• **ACTION ITEM**
From the first record to the last, write each one out again exactly.

• **DATA TO PROCESS**
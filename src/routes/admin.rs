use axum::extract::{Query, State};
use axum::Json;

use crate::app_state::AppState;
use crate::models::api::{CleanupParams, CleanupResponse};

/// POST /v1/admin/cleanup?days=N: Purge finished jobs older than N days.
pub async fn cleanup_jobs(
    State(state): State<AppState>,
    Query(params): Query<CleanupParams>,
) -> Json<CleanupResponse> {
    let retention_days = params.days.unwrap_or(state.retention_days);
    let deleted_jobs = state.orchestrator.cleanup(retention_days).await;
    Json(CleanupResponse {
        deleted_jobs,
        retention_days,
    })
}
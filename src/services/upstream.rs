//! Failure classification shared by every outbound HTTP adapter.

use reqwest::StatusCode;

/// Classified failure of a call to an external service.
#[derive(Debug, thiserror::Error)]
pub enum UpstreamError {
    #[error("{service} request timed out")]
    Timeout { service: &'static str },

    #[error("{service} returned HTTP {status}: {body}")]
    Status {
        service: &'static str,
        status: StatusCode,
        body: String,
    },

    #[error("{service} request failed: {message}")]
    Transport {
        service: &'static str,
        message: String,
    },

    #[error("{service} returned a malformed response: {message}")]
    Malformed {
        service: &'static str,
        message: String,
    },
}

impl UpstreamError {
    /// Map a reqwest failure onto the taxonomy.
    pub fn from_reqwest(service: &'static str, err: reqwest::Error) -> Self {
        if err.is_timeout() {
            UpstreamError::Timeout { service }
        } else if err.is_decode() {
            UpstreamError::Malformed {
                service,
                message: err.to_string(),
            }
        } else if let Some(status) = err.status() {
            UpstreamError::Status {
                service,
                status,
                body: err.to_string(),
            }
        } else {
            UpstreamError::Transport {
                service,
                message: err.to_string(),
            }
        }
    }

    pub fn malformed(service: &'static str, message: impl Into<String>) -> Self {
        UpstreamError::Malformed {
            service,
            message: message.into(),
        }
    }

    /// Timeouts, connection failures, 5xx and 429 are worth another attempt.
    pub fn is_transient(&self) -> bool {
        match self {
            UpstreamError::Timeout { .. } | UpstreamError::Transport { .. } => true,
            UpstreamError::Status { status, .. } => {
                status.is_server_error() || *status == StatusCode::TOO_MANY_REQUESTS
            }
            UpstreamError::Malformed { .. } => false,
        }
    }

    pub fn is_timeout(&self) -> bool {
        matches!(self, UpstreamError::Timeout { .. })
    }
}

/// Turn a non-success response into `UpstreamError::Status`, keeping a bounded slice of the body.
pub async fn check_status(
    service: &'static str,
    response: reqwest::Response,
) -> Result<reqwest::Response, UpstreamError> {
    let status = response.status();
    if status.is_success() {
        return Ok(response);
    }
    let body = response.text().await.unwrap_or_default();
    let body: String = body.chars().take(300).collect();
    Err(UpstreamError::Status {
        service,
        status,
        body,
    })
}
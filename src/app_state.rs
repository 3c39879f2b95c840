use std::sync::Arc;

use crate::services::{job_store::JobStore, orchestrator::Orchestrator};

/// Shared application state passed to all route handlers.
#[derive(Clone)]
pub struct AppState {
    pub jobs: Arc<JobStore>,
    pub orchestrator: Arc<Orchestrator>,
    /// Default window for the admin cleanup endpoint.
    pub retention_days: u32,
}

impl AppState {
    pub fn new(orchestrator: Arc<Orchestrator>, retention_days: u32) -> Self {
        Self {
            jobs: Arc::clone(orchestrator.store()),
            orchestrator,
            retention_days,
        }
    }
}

• **SOLUTION TO THIS TASK**
filename src/routes/admin.rs
use axum::extract::{Query, State};
use axum::Json;

use crate::app_state::AppState;
use crate::models::api::{CleanupParams, CleanupResponse};

/// POST /v1/admin/cleanup?days=N: Purge finished jobs older than N days.
pub async fn cleanup_jobs(
    State(state): State<AppState>,
    Query(params): Query<CleanupParams>,
) -> Json<CleanupResponse> {
    let retention_days = params.days.unwrap_or(state.retention_days);
    let deleted_jobs = state.orchestrator.cleanup(retention_days).await;
    Json(CleanupResponse {
        deleted_jobs,
        retention_days,
    })
}
filename src/services/upstream.rs
//! Failure classification shared by every outbound HTTP adapter.

use reqwest::StatusCode;

/// Classified failure of a call to an external service.
#[derive(Debug, thiserror::Error)]
pub enum UpstreamError {
    #[error("{service} request timed out")]
    Timeout { service: &'static str },

    #[error("{service} returned HTTP {status}: {body}")]
    Status {
        service: &'static str,
        status: StatusCode,
        body: String,
    },

    #[error("{service} request failed: {message}")]
    Transport {
        service: &'static str,
        message: String,
    },

    #[error("{service} returned a malformed response: {message}")]
    Malformed {
        service: &'static str,
        message: String,
    },
}

impl UpstreamError {
    /// Map a reqwest failure onto the taxonomy.
    pub fn from_reqwest(service: &'static str, err: reqwest::Error) -> Self {
        if err.is_timeout() {
            UpstreamError::Timeout { service }
        } else if err.is_decode() {
            UpstreamError::Malformed {
                service,
                message: err.to_string(),
            }
        } else if let Some(status) = err.status() {
            UpstreamError::Status {
                service,
                status,
                body: err.to_string(),
            }
        } else {
            UpstreamError::Transport {
                service,
                message: err.to_string(),
            }
        }
    }

    pub fn malformed(service: &'static str, message: impl Into<String>) -> Self {
        UpstreamError::Malformed {
            service,
            message: message.into(),
        }
    }

    /// Timeouts, connection failures, 5xx and 429 are worth another attempt.
    pub fn is_transient(&self) -> bool {
        match self {
            UpstreamError::Timeout { .. } | UpstreamError::Transport { .. } => true,
            UpstreamError::Status { status, .. } => {
                status.is_server_error() || *status == StatusCode::TOO_MANY_REQUESTS
            }
            UpstreamError::Malformed { .. } => false,
        }
    }

    pub fn is_timeout(&self) -> bool {
        matches!(self, UpstreamError::Timeout { .. })
    }
}

/// Turn a non-success response into `UpstreamError::Status`, keeping a bounded slice of the body.
pub async fn check_status(
    service: &'static str,
    response: reqwest::Response,
) -> Result<reqwest::Response, UpstreamError> {
    let status = response.status();
    if status.is_success() {
        return Ok(response);
    }
    let body = response.text().await.unwrap_or_default();
    let body: String = body.chars().take(300).collect();
    Err(UpstreamError::Status {
        service,
        status,
        body,
    })
}
filename src/app_state.rs
repository 3c39879f2b95c840
use std::sync::Arc;

use crate::services::{job_store::JobStore, orchestrator::Orchestrator};

/// Shared application state passed to all route handlers.
#[derive(Clone)]
pub struct AppState {
    pub jobs: Arc<JobStore>,
    pub orchestrator: Arc<Orchestrator>,
    /// Default window for the admin cleanup endpoint.
    pub retention_days: u32,
}

impl AppState {
    pub fn new(orchestrator: Arc<Orchestrator>, retention_days: u32) -> Self {
        Self {
            jobs: Arc::clone(orchestrator.store()),
            orchestrator,
            retention_days,
        }
    }
}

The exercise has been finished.